Perubahan pada hipervaskularitas serviks berkaitan langsung dengan topografi tersebut. Hipervaskularitas intraserviks >50% (grade 2) bisa mencerminkan proses remodeling uterus bawah dan angiogenesis lokal selama kehamilan. Sementara itu, grade 3, yang ditandai hilangnya zona jernih antara plasenta dan serviks hipervaskular, kemungkinan berkaitan dengan insisi rendah pada seksio sesarea sebelumnya, yang menyebabkan perlekatan abnormal plasenta dan vaskularisasi masif di antara serviks dan plasenta.
Sebelumnya telah dilaporkan bahwa perdarahan vagina mendadak sering terjadi pada kasus hipervaskularitas intraserviks grade 3, kemungkinan akibat cedera minor pada antarmuka serviks-plasenta akibat manipulasi uterus. Perdarahan jenis ini sulit dikendalikan dan memerlukan penanganan vaskular khusus pada area kolpo-uterus bawah setelah diseksi buli. Dalam situasi kritis seperti ini, kompresi aorta manual internal terbukti sebagai strategi efektif karena dapat menghentikan perdarahan dengan cepat tanpa tindakan tambahan.
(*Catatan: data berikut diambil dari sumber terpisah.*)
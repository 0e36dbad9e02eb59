//! Entity store: canonical keyed storage for roads, junctions and signals.
//!
//! The store is mutated only through the bus. Entities are persistent records
//! behind `Rc`: an edit replaces the `Rc`, it never mutates through it, so a
//! reference handed out earlier keeps seeing the old value.

use std::cell::RefCell;
use std::collections::BTreeMap;
use std::rc::{Rc, Weak};

use shared::{Junction, JunctionId, MapDescription, Road, RoadId, Signal, SignalId};

use crate::events::{self, EventBus, EventEnvelope, OneSideLanes};

/// Pending persistence work for one entity.
#[derive(Debug, Clone, Copy, PartialEq, Eq)]
pub enum DirtyState {
    /// Created or changed since the last sync
    Upserted,
    /// Removed since the last sync
    Removed,
}

#[derive(Debug, Default)]
pub struct EntityStore {
    roads: BTreeMap<RoadId, Rc<Road>>,
    junctions: BTreeMap<JunctionId, Rc<Junction>>,
    signals: BTreeMap<SignalId, Rc<Signal>>,
    dirty_roads: BTreeMap<RoadId, DirtyState>,
    dirty_junctions: BTreeMap<JunctionId, DirtyState>,
    dirty_signals: BTreeMap<SignalId, DirtyState>,
    version: u64,
}

impl EntityStore {
    pub fn new() -> Self {
        Self::default()
    }

    // ── Lookups ───────────────────────────────────────────────

    pub fn road(&self, id: &str) -> Option<Rc<Road>> {
        self.roads.get(id).cloned()
    }

    pub fn junction(&self, id: &str) -> Option<Rc<Junction>> {
        self.junctions.get(id).cloned()
    }

    pub fn signal(&self, id: &str) -> Option<Rc<Signal>> {
        self.signals.get(id).cloned()
    }

    pub fn roads(&self) -> impl Iterator<Item = &Rc<Road>> {
        self.roads.values()
    }

    pub fn junctions(&self) -> impl Iterator<Item = &Rc<Junction>> {
        self.junctions.values()
    }

    pub fn signals(&self) -> impl Iterator<Item = &Rc<Signal>> {
        self.signals.values()
    }

    pub fn road_count(&self) -> usize {
        self.roads.len()
    }

    pub fn junction_count(&self) -> usize {
        self.junctions.len()
    }

    pub fn signal_count(&self) -> usize {
        self.signals.len()
    }

    pub fn dirty_roads(&self) -> &BTreeMap<RoadId, DirtyState> {
        &self.dirty_roads
    }

    pub fn dirty_junctions(&self) -> &BTreeMap<JunctionId, DirtyState> {
        &self.dirty_junctions
    }

    pub fn dirty_signals(&self) -> &BTreeMap<SignalId, DirtyState> {
        &self.dirty_signals
    }

    /// Incremented on every mutation
    pub fn version(&self) -> u64 {
        self.version
    }

    /// Snapshot of the whole map
    pub fn to_map_description(&self) -> MapDescription {
        MapDescription {
            roads: self.roads.values().map(|r| (**r).clone()).collect(),
            junctions: self.junctions.values().map(|j| (**j).clone()).collect(),
            signals: self.signals.values().map(|s| (**s).clone()).collect(),
            ..Default::default()
        }
    }

    // ── Mutators (reached through the bus) ────────────────────

    fn store_road(&mut self, road: Rc<Road>) {
        self.roads.insert(road.id.clone(), road);
        self.version += 1;
    }

    fn remove_road(&mut self, id: &str) {
        if self.roads.remove(id).is_some() {
            self.version += 1;
        }
    }

    fn update_one_side_lanes(&mut self, update: OneSideLanes) {
        let Some(current) = self.roads.get(&update.road_id) else {
            tracing::warn!("UpdateOneSideLanes for unknown road {}", update.road_id);
            return;
        };
        let mut road = (**current).clone();
        road.set_lanes(update.side, update.lanes);
        self.roads.insert(update.road_id, Rc::new(road));
        self.version += 1;
    }

    fn store_junction(&mut self, junction: Rc<Junction>) {
        self.junctions.insert(junction.id.clone(), junction);
        self.version += 1;
    }

    fn remove_junction(&mut self, id: &str) {
        if self.junctions.remove(id).is_some() {
            self.version += 1;
        }
    }

    fn store_signal(&mut self, signal: Rc<Signal>) {
        self.signals.insert(signal.id.clone(), signal);
        self.version += 1;
    }

    fn remove_signal(&mut self, id: &str) {
        if self.signals.remove(id).is_some() {
            self.version += 1;
        }
    }

    fn replace_roads(&mut self, roads: Vec<Road>) {
        self.roads = roads.into_iter().map(|r| (r.id.clone(), Rc::new(r))).collect();
        self.dirty_roads.clear();
        self.version += 1;
    }

    fn replace_junctions(&mut self, junctions: Vec<Junction>) {
        self.junctions = junctions
            .into_iter()
            .map(|j| (j.id.clone(), Rc::new(j)))
            .collect();
        self.dirty_junctions.clear();
        self.version += 1;
    }

    fn replace_signals(&mut self, signals: Vec<Signal>) {
        self.signals = signals
            .into_iter()
            .map(|s| (s.id.clone(), Rc::new(s)))
            .collect();
        self.dirty_signals.clear();
        self.version += 1;
    }

    /// Subscribe the store to every store channel on `bus`.
    pub fn connect(store: &Rc<RefCell<Self>>, bus: &EventBus) {
        fn with<T: 'static>(
            bus: &EventBus,
            store: &Rc<RefCell<EntityStore>>,
            name: &str,
            apply: impl Fn(&mut EntityStore, T) + 'static,
        ) where
            T: Clone,
        {
            let weak: Weak<RefCell<EntityStore>> = Rc::downgrade(store);
            bus.on_event::<T>(name, move |env: &EventEnvelope<T>| {
                let (Some(store), Some(payload)) = (weak.upgrade(), env.payload.clone()) else {
                    return;
                };
                apply(&mut store.borrow_mut(), payload);
            });
        }

        with::<Rc<Road>>(bus, store, events::STORE_ROAD, |s, r| s.store_road(r));
        with::<Rc<Road>>(bus, store, events::REFORMAT_ROAD, |s, r| s.store_road(r));
        with::<RoadId>(bus, store, events::REMOVE_ROAD, |s, id| s.remove_road(&id));
        with::<OneSideLanes>(bus, store, events::UPDATE_ONE_SIDE_LANES_ROAD, |s, u| {
            s.update_one_side_lanes(u)
        });
        with::<RoadId>(bus, store, events::STORE_DIRTY_ROAD, |s, id| {
            s.dirty_roads.insert(id, DirtyState::Upserted);
        });
        with::<RoadId>(bus, store, events::REMOVE_DIRTY_ROAD, |s, id| {
            s.dirty_roads.insert(id, DirtyState::Removed);
        });
        with::<RoadId>(bus, store, events::CLEAN_DIRTY_ROAD, |s, id| {
            s.dirty_roads.remove(&id);
        });
        with::<Vec<Road>>(bus, store, events::FETCH_ALL_ROADS, |s, roads| {
            s.replace_roads(roads)
        });

        with::<Rc<Junction>>(bus, store, events::STORE_JUNCTION, |s, j| s.store_junction(j));
        with::<Rc<Junction>>(bus, store, events::REFORMAT_JUNCTION, |s, j| {
            s.store_junction(j)
        });
        with::<JunctionId>(bus, store, events::REMOVE_JUNCTION, |s, id| {
            s.remove_junction(&id)
        });
        with::<JunctionId>(bus, store, events::STORE_DIRTY_JUNCTION, |s, id| {
            s.dirty_junctions.insert(id, DirtyState::Upserted);
        });
        with::<JunctionId>(bus, store, events::REMOVE_DIRTY_JUNCTION, |s, id| {
            s.dirty_junctions.insert(id, DirtyState::Removed);
        });
        with::<JunctionId>(bus, store, events::CLEAN_DIRTY_JUNCTION, |s, id| {
            s.dirty_junctions.remove(&id);
        });
        with::<Vec<Junction>>(bus, store, events::FETCH_ALL_JUNCTIONS, |s, js| {
            s.replace_junctions(js)
        });

        with::<Rc<Signal>>(bus, store, events::STORE_SIGNAL, |s, sig| s.store_signal(sig));
        with::<Rc<Signal>>(bus, store, events::REFORMAT_SIGNAL, |s, sig| {
            s.store_signal(sig)
        });
        with::<SignalId>(bus, store, events::REMOVE_SIGNAL, |s, id| s.remove_signal(&id));
        with::<SignalId>(bus, store, events::STORE_DIRTY_SIGNAL, |s, id| {
            s.dirty_signals.insert(id, DirtyState::Upserted);
        });
        with::<SignalId>(bus, store, events::REMOVE_DIRTY_SIGNAL, |s, id| {
            s.dirty_signals.insert(id, DirtyState::Removed);
        });
        with::<SignalId>(bus, store, events::CLEAN_DIRTY_SIGNAL, |s, id| {
            s.dirty_signals.remove(&id);
        });
        with::<Vec<Signal>>(bus, store, events::FETCH_ALL_SIGNALS, |s, sigs| {
            s.replace_signals(sigs)
        });
    }
}

#[cfg(test)]
mod tests {
    use super::*;
    use crate::events::register_core_channels;
    use crate::fixtures;
    use shared::LaneSide;

    fn connected() -> (EventBus, Rc<RefCell<EntityStore>>) {
        let bus = EventBus::new();
        register_core_channels(&bus);
        let store = Rc::new(RefCell::new(EntityStore::new()));
        EntityStore::connect(&store, &bus);
        (bus, store)
    }

    #[test]
    fn test_store_and_remove_road_via_bus() {
        let (bus, store) = connected();
        let road = Rc::new(fixtures::straight_road("R1", 30.0));
        bus.emit_event(events::STORE_ROAD, Some(road.clone()));
        assert!(Rc::ptr_eq(&store.borrow().road("R1").unwrap(), &road));
        bus.emit_event(events::REMOVE_ROAD, Some("R1".to_string()));
        assert!(store.borrow().road("R1").is_none());
        assert_eq!(store.borrow().version(), 2);
    }

    #[test]
    fn test_update_one_side_lanes_replaces_record() {
        let (bus, store) = connected();
        let road = Rc::new(fixtures::straight_road("R1", 30.0));
        bus.emit_event(events::STORE_ROAD, Some(road.clone()));
        bus.emit_event(
            events::UPDATE_ONE_SIDE_LANES_ROAD,
            Some(OneSideLanes {
                road_id: "R1".to_string(),
                side: LaneSide::Left,
                lanes: vec![],
            }),
        );
        let updated = store.borrow().road("R1").unwrap();
        assert!(updated.left_lanes.is_empty());
        assert_eq!(updated.right_lanes.len(), 1);
        // the earlier record is untouched
        assert_eq!(road.left_lanes.len(), 1);
    }

    #[test]
    fn test_dirty_marks() {
        let (bus, store) = connected();
        bus.emit_event(events::STORE_DIRTY_ROAD, Some("R1".to_string()));
        bus.emit_event(events::REMOVE_DIRTY_SIGNAL, Some("S1".to_string()));
        assert_eq!(store.borrow().dirty_roads().get("R1"), Some(&DirtyState::Upserted));
        assert_eq!(store.borrow().dirty_signals().get("S1"), Some(&DirtyState::Removed));
        bus.emit_event(events::CLEAN_DIRTY_ROAD, Some("R1".to_string()));
        assert!(store.borrow().dirty_roads().is_empty());
    }

    #[test]
    fn test_fetch_all_replaces_contents() {
        let (bus, store) = connected();
        bus.emit_event(events::STORE_DIRTY_ROAD, Some("old".to_string()));
        bus.emit_event(
            events::FETCH_ALL_ROADS,
            Some(vec![
                fixtures::straight_road("A", 10.0),
                fixtures::straight_road("B", 20.0),
            ]),
        );
        let s = store.borrow();
        assert_eq!(s.road_count(), 2);
        assert!(s.dirty_roads().is_empty());
        assert_eq!(s.to_map_description().roads.len(), 2);
    }

    #[test]
    fn test_dropped_store_ignores_events() {
        let bus = EventBus::new();
        register_core_channels(&bus);
        {
            let store = Rc::new(RefCell::new(EntityStore::new()));
            EntityStore::connect(&store, &bus);
        }
        assert_eq!(bus.emit_event(events::REMOVE_ROAD, Some("R1".to_string())), 1);
    }
}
Sebagai penanda ultrasonografi yang penting, hipervaskularitas intraserviks grade 3 menunjukkan potensi perlunya histerektomi, perdarahan vagina mendadak, dan kontrol aorta. Oleh karena itu, temuan ini dapat digunakan sebagai panduan strategis dalam persiapan bedah, termasuk insisi abdomen midline, pemasangan balon aorta abdominal profilaksis, kolaborasi dengan ahli bedah vaskular, dan persiapan suplai darah yang memadai.